• entries
18
20
• views
26797

# FPS meter, Moving buffers to the GPU, and Using the stencil part of the depth-stencil

1495 views

Update: source now available at https://github.com/lyost/d3d12_framework

While trying to build a couch and dealing with a broken pipe below the concrete floor of the basement, I've also been continuing playing with Direct3D12.  Since the last blog entry, I have implemented an FPS meter that uses a basic texture atlas for its display, added classes for having vertex and index buffers reside in GPU memory without direct CPU access, and I added a depth-fail shadow volume test case for adding use of the stencil part of the depth-stencil to the framework.

# FPS Meter

So far in the framework, the Game base class passed the value of the fixed timestep to the update and draw functions as the elapsed time.  In order to compute the actual number of frames per second, the actual elapsed time between frames is needed instead.  So, both values are now provided as arguments to the update and draw functions.  This allows for it to easily be the choice of the game for which value to use, or it can use both.  This of course required a minor update to all the existing test programs to add in the additional argument even though they are still using the fixed timestep value.

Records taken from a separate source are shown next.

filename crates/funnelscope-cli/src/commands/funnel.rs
use crate::OutputFormat;
use anyhow::Result;
use funnelscope_core::Session;
use funnelscope_core::analysis::{Analyzer, FunnelAnalyzer, FunnelMetrics, StageRow};
use funnelscope_insights::{Bottleneck, BottleneckRules, identify_bottlenecks};
use serde::Serialize;
use std::path::Path;

#[derive(Debug, Clone, Serialize)]
pub struct FunnelReport {
    pub metrics: FunnelMetrics,
    pub stages: Vec<StageRow>,
    pub bottlenecks: Vec<Bottleneck>,
}

/// Funnel metrics and ranked bottlenecks for a session collection
pub fn analyze_funnel(sessions: &[Session]) -> FunnelReport {
    let metrics = FunnelAnalyzer.analyze(sessions);
    let bottlenecks = identify_bottlenecks(&metrics, &BottleneckRules::default());
    FunnelReport {
        stages: metrics.stages(),
        metrics,
        bottlenecks,
    }
}

pub fn execute(data_dir: &Path, format: OutputFormat) -> Result<()> {
    let dataset = super::read_dataset(data_dir)?;
    let report = analyze_funnel(&dataset.sessions);

    match format {
        OutputFormat::Json => crate::print_json(&report)?,
        OutputFormat::Table => output_table(&report),
        OutputFormat::Pretty => output_pretty(&report),
    }

    Ok(())
}

pub(crate) fn output_pretty(report: &FunnelReport) {
    use console::style;

    println!("\n{}", style("Conversion Funnel").bold().cyan());
    println!("{}", style("=================").cyan());

    for row in &report.stages {
        println!(
            "  {:<18} {:>8}  ({:>6.2}%)",
            row.stage.as_str(),
            row.count,
            row.percent_of_total
        );
        if row.drop_off > 0.0 {
            println!("  {:<18} {}", "", style(format!("drop-off {:.2}%", row.drop_off)).dim());
        }
    }

    let m = &report.metrics;
    println!("\n{}", style("Stage Conversion:").bold());
    println!("  Landing → Product:    {:.2}%", m.landing_to_product_rate);
    println!("  Product → Cart:       {:.2}%", m.product_to_cart_rate);
    println!("  Cart → Checkout:      {:.2}%", m.cart_to_checkout_rate);
    println!("  Checkout → Purchase:  {:.2}%", m.checkout_to_purchase_rate);
    println!(
        "  Overall:              {}",
        style(format!("{:.2}%", m.overall_conversion_rate)).green().bold()
    );

    println!("\n{}", style("Bottlenecks:").bold());
    if report.bottlenecks.is_empty() {
        println!("  {}", style("No bottlenecks detected").green());
    }
    for (i, b) in report.bottlenecks.iter().enumerate() {
        let severity = match b.severity {
            funnelscope_insights::Severity::Critical => style(b.severity.as_str()).red().bold(),
            funnelscope_insights::Severity::High => style(b.severity.as_str()).yellow(),
            funnelscope_insights::Severity::Medium => style(b.severity.as_str()).dim(),
        };
        println!(
            "  {}. [{}] {} ({:.1}% drop-off)",
            i + 1,
            severity,
            b.stage(),
            b.drop_off_rate
        );
        println!("     {}", style(&b.recommendation).dim());
    }
    println!();
}

fn output_table(report: &FunnelReport) {
    println!("Stage,Count,Percent of Total,Drop-off");
    for row in &report.stages {
        println!(
            "{},{},{:.2},{:.2}",
            row.stage.as_str(),
            row.count,
            row.percent_of_total,
            row.drop_off
        );
    }
}
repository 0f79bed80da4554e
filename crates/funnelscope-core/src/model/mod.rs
mod types;

pub use types::*;
use crate::OutputFormat;
use anyhow::Result;
use funnelscope_core::analysis::{Analyzer, CohortAnalyzer};
use std::path::Path;

pub fn execute(data_dir: &Path, format: OutputFormat) -> Result<()> {
    let dataset = super::read_dataset(data_dir)?;
    let cohorts = CohortAnalyzer.analyze(&dataset.sessions);

    match format {
        OutputFormat::Json => crate::print_json(&cohorts)?,
        OutputFormat::Table => {
            println!("Cohort Date,Users,Sessions,Conversions,Revenue,Conversion Rate,Revenue per User");
            for c in &cohorts {
                println!(
                    "{},{},{},{},{:.2},{:.2},{:.2}",
                    c.cohort_date,
                    c.users,
                    c.sessions,
                    c.conversions,
                    c.revenue,
                    c.conversion_rate,
                    c.revenue_per_user
                );
            }
        }
        OutputFormat::Pretty => {
            use console::style;

            println!("\n{}", style("Cohorts by First Visit").bold().cyan());
            println!(
                "  {:<12} {:>6} {:>9} {:>8} {:>12}",
                "Cohort", "Users", "Sessions", "CR %", "Rev/User"
            );
            for c in &cohorts {
                println!(
                    "  {:<12} {:>6} {:>9} {:>8.2} {:>12.2}",
                    c.cohort_date.to_string(),
                    c.users,
                    c.sessions,
                    c.conversion_rate,
                    c.revenue_per_user
                );
            }
            println!();
        }
    }

    Ok(())
}
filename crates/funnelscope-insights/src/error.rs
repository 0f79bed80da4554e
use thiserror::Error;

#[derive(Error, Debug)]
pub enum Error {
    #[error("Invalid metrics: {0}")]
    InvalidMetrics(String),
}

pub type Result<T> = std::result::Result<T, Error>;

The FPS meter itself is a library in the project named "fps_monitor" so it can be easily re-used for projects as needed.  The library is the FPSMonitor class and the shaders needed for rendering it.  The FPSMonitor calculates and displays the minimum, maximum, and average FPS over a configurable number of frames.  It has its own graphics pipeline for rendering.  So that it doesn't get bloated with code for loading different image formats or texture atlas data formats, the already loaded data is taken as arguments to the constructor.

The vertices sent to the vertex shader use projection space x and y coordinates that maintain the width and height of the character as provided to the FPSMonitor constructor (which means this works best with monospaced fonts), uv coordinates for the texture going from 0-1 in both dimensions, and the key into the texture atlas lookup table (initialized to 0, but the Update function fills in the desired value for that frame).

m_vertex_buffer_data[i * VERTS_PER_CHAR    ] = { XMFLOAT2(-1 + x,                y),                 XMFLOAT2(0.0f, 0.0f), 0 };
m_vertex_buffer_data[i * VERTS_PER_CHAR + 1] = { XMFLOAT2(-1 + x,                y - m_char_height), XMFLOAT2(0.0f, 1.0f), 0 };
m_vertex_buffer_data[i * VERTS_PER_CHAR + 2] = { XMFLOAT2(-1 + x + m_char_width, y - m_char_height), XMFLOAT2(1.0f, 1.0f), 0 };
m_vertex_buffer_data[i * VERTS_PER_CHAR + 3] = { XMFLOAT2(-1 + x + m_char_width, y),                 XMFLOAT2(1.0f, 0.0f), 0 };

The texture atlas lookup table is provided to the vertex shader through a constant buffer that is an array of the uv coordinates to cover a rectangle for that entry.

struct LookupTableEntry
{
float left;
float right;
float top;
float bottom;
};

cbuffer LOOKUP_TABLE : register(b0)
{
LookupTableEntry lookup_table[24];
}

The combination of the 0-1 uv coordinates on each vertex and the lookup table index allow for the vertex shader to easily compute the uv coordinates for the particular character in the texture atlas.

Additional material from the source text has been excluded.